当孙策的陆路大军已经开始向北推进,周瑜的水师舰队也已消失在柴桑以东的江面时,是仪那份用最快速度传递的密报,终于送达了徐州州治郯县城,呈到了军师糜兰的案头。
郯州牧府内,气氛凝重。刘备麾下的核心幕僚齐聚一堂。刘备本人面色沉凝,居于主位。其下左侧坐着军师糜兰、别驾糜竺、治中从事陈宫;右侧则是闻讯赶来的赵云、高顺,以及负责郯城防务的将领。广陵的关羽、张辽,九江寿春的张飞、太史慈均因肩负边防重任,并未在此——他们的缺席本身,就是一种形势紧迫的注脚。张昭、陈登等人亦在列。
糜兰仔细看完素绢上的急报,眉头紧锁,立刻将其传递给刘备及众人传阅。
“主公,诸位,”糜兰的声音打破了堂内的寂静,带着不容置疑的紧迫感,“是仪从吴郡发来十万火急之讯!孙策动了!规模空前,绝非寻常挑衅!”
他快步走到厅中悬挂的巨大江淮地图前,手指重重地点在京口和柴桑的位置。
“观其部署,双管齐下,志在必得!孙伯符亲率丹阳精锐,自京口渡江北上来犯,其兵锋所向,直指邗沟咽喉——江都!而周公瑾则统领江东水师主力,自柴桑东进,意图经濡须口入巢湖,强攻庐江郡治舒县!”
刘备深吸一口气,眉宇间忧虑更深:“江都若失,邗沟被断,则广陵与徐州本部、乃至与九江庐江的联系,将被生生掐断!舒县若陷,庐江门户洞开,我军在江淮之势去矣!子仲,粮道如何?”
糜竺立即回应,语气严峻:“主公明鉴。江都乃邗沟锁钥,若落入孙策之手,我南北漕运命脉确将岌岌可危。广陵、海西之粮秣军资北上之路恐遭截断或严重迟滞。必须立刻着手加强陆路转运,并紧急评估经东海国走海路南下的可行性,虽费时费力,或可暂缓粮秣之困。”
陈宫抚须沉吟,目光锐利:“孙策陆师乃百战之锐,丹阳兵更是天下强步,江都守军寡弱,绝难持久。当火速派遣援军东进,同时严令寿春的翼德、子义,务必出兵侧击孙策军后路,以为策应!然目前最大危局,仍在庐江!周瑜水军若控濡须口,入巢湖,则舒县即成孤城,面临水陆夹击,纵使城坚,亦危如累卵!”
赵云抱拳,声音清朗而坚定:“主公,军师!云请率骑兵先行东进,或可驰援江都,或可寻机袭扰孙策侧翼!”
高顺亦沉声道:“顺愿领陷阵营,听候调遣!”
张昭面色凝重地补充:“昭深知孙策用兵,疾如风火,周瑜多谋,善出奇计。

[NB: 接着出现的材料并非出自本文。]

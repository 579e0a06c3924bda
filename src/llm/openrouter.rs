use crate::config::Settings;
use crate::llm::http_utils::{create_http_client, extract_reply, send_json_request};
use crate::llm::{ChatCompletionRequest, ChatMessage, LlmError, LlmProvider};
use async_trait::async_trait;
use tracing::{debug, info};

/// LLM provider implementation for `OpenRouter`
pub struct OpenRouterProvider {
    api_key: String,
    api_url: String,
    model: String,
}

impl OpenRouterProvider {
    /// Create a new `OpenRouter` provider instance
    #[must_use]
    pub fn new(api_key: String, api_url: String, model: String) -> Self {
        Self {
            api_key,
            api_url,
            model,
        }
    }

    /// Create a provider from loaded settings
    #[must_use]
    pub fn from_settings(settings: &Settings) -> Self {
        Self::new(
            settings.openrouter_api_key.clone(),
            settings.openrouter_api_url.clone(),
            settings.openrouter_model.clone(),
        )
    }

    /// Model identifier sent with each request
    #[must_use]
    pub fn model(&self) -> &str {
        &self.model
    }

    /// Build the single-turn request body for `user_message`
    #[must_use]
    pub fn build_request(&self, user_message: &str) -> ChatCompletionRequest {
        ChatCompletionRequest {
            model: self.model.clone(),
            messages: vec![ChatMessage::user(user_message)],
        }
    }
}

#[async_trait]
impl LlmProvider for OpenRouterProvider {
    async fn chat_completion(&self, user_message: &str) -> Result<String, LlmError> {
        let body = self.build_request(user_message);
        let auth = format!("Bearer {}", self.api_key);

        // Client lives only for this request
        let http_client = create_http_client();
        debug!(model = %self.model, url = %self.api_url, "Sending chat completion request");

        let res_json = send_json_request(&http_client, &self.api_url, &body, Some(&auth)).await?;
        info!("Successful response received from OpenRouter");

        extract_reply(res_json)
    }
}
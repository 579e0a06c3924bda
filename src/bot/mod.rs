/// Command and text message handlers
pub mod handlers;
/// Static texts and keyboards
pub mod views;
//! HTTP utilities for the chat-completion client
//!
//! Request/response handling shared by provider implementations.

use crate::config::get_llm_http_timeout_secs;
use crate::llm::{ChatCompletionResponse, LlmError};
use reqwest::header::{AUTHORIZATION, CONTENT_TYPE};
use reqwest::Client as HttpClient;
use serde::Serialize;
use serde_json::Value;
use std::time::Duration;

const MAX_ERROR_BODY_CHARS: usize = 500;

/// Creates an HTTP client for a single relay call.
///
/// Applies `LLM_HTTP_TIMEOUT_SECS` when it is set; otherwise the request may
/// wait indefinitely.
#[must_use]
pub fn create_http_client() -> HttpClient {
    let mut builder = HttpClient::builder();
    if let Some(secs) = get_llm_http_timeout_secs() {
        builder = builder.timeout(Duration::from_secs(secs));
    }
    builder.build().unwrap_or_else(|_| HttpClient::new())
}

/// Sends an HTTP POST request with JSON body and returns parsed JSON response.
///
/// # Arguments
/// * `client` - HTTP client to use
/// * `url` - Target URL
/// * `body` - Value serialized as the JSON body
/// * `auth_header` - Optional authorization header value (e.g., "Bearer token")
///
/// # Errors
///
/// Returns `LlmError::NetworkError` on connectivity issues, `LlmError::ApiError` on non-success status codes,
/// or `LlmError::JsonError` if parsing fails.
pub async fn send_json_request<B: Serialize + ?Sized>(
    client: &HttpClient,
    url: &str,
    body: &B,
    auth_header: Option<&str>,
) -> Result<Value, LlmError> {
    let mut request = client
        .post(url)
        .header(CONTENT_TYPE, "application/json")
        .json(body);

    if let Some(auth) = auth_header {
        request = request.header(AUTHORIZATION, auth);
    }

    let response = request
        .send()
        .await
        .map_err(|e| LlmError::NetworkError(e.to_string()))?;

    if !response.status().is_success() {
        let status = response.status();
        let error_text = response.text().await.unwrap_or_default();
        return Err(LlmError::ApiError(summarize_error_body(status, &error_text)));
    }

    response
        .json()
        .await
        .map_err(|e| LlmError::JsonError(e.to_string()))
}

/// Extracts the trimmed `choices[0].message.content` from a raw response.
///
/// # Errors
///
/// Returns `LlmError::JsonError` if the value does not have the response
/// shape, otherwise the errors of [`ChatCompletionResponse::first_reply`].
pub fn extract_reply(response: Value) -> Result<String, LlmError> {
    let parsed: ChatCompletionResponse =
        serde_json::from_value(response).map_err(|e| LlmError::JsonError(e.to_string()))?;
    parsed.first_reply()
}

fn summarize_error_body(status: reqwest::StatusCode, error_text: &str) -> String {
    let trimmed = error_text.trim_start();

    // Nginx/proxy error pages
    let is_html = trimmed.starts_with("<!DOCTYPE")
        || trimmed.starts_with("<html")
        || trimmed.starts_with("<HTML");

    if is_html {
        return format!("{status} (Server returned HTML error page)");
    }

    match error_text.char_indices().nth(MAX_ERROR_BODY_CHARS) {
        Some((cut, _)) => format!("{status} - {}... (truncated)", &error_text[..cut]),
        None => format!("{status} - {error_text}"),
    }
}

彼倾力来攻,势在必得。我军不仅需应对江淮战线,更需谨防徐州本境动荡,尤其是北面曹操,岂会坐视?须早做万全准备。”
糜兰凝神听着众人的分析与请战,脑中飞速整合着通济行多年来渗透江东所获的诸般信息:敌军将领风格、兵力配置、地理水文详情……
他再次开口,声音沉稳而极具条理,瞬间吸引了所有人的目光:“主公,诸位,孙策来势虽凶,其策虽险,却并非无隙可乘!其两路大军分进合击,看似凌厉,实则犯了兵力分散、难以即时呼应之大忌!这正是我军破局之关键!”
他回到地图前,手指沿着长江北岸划过:“孙策陆军北上,必经舆国、堂邑之地,其间水网密布,并非坦途。我军主力虽难即刻抵达江都,但广陵的云长、文远所部却是近水楼台!可令其即刻派出多支精锐,或轻骑或锐卒,不惜代价,深入敌后,反复袭扰其粮道辎重!丹阳兵再勇,无粮必乱!”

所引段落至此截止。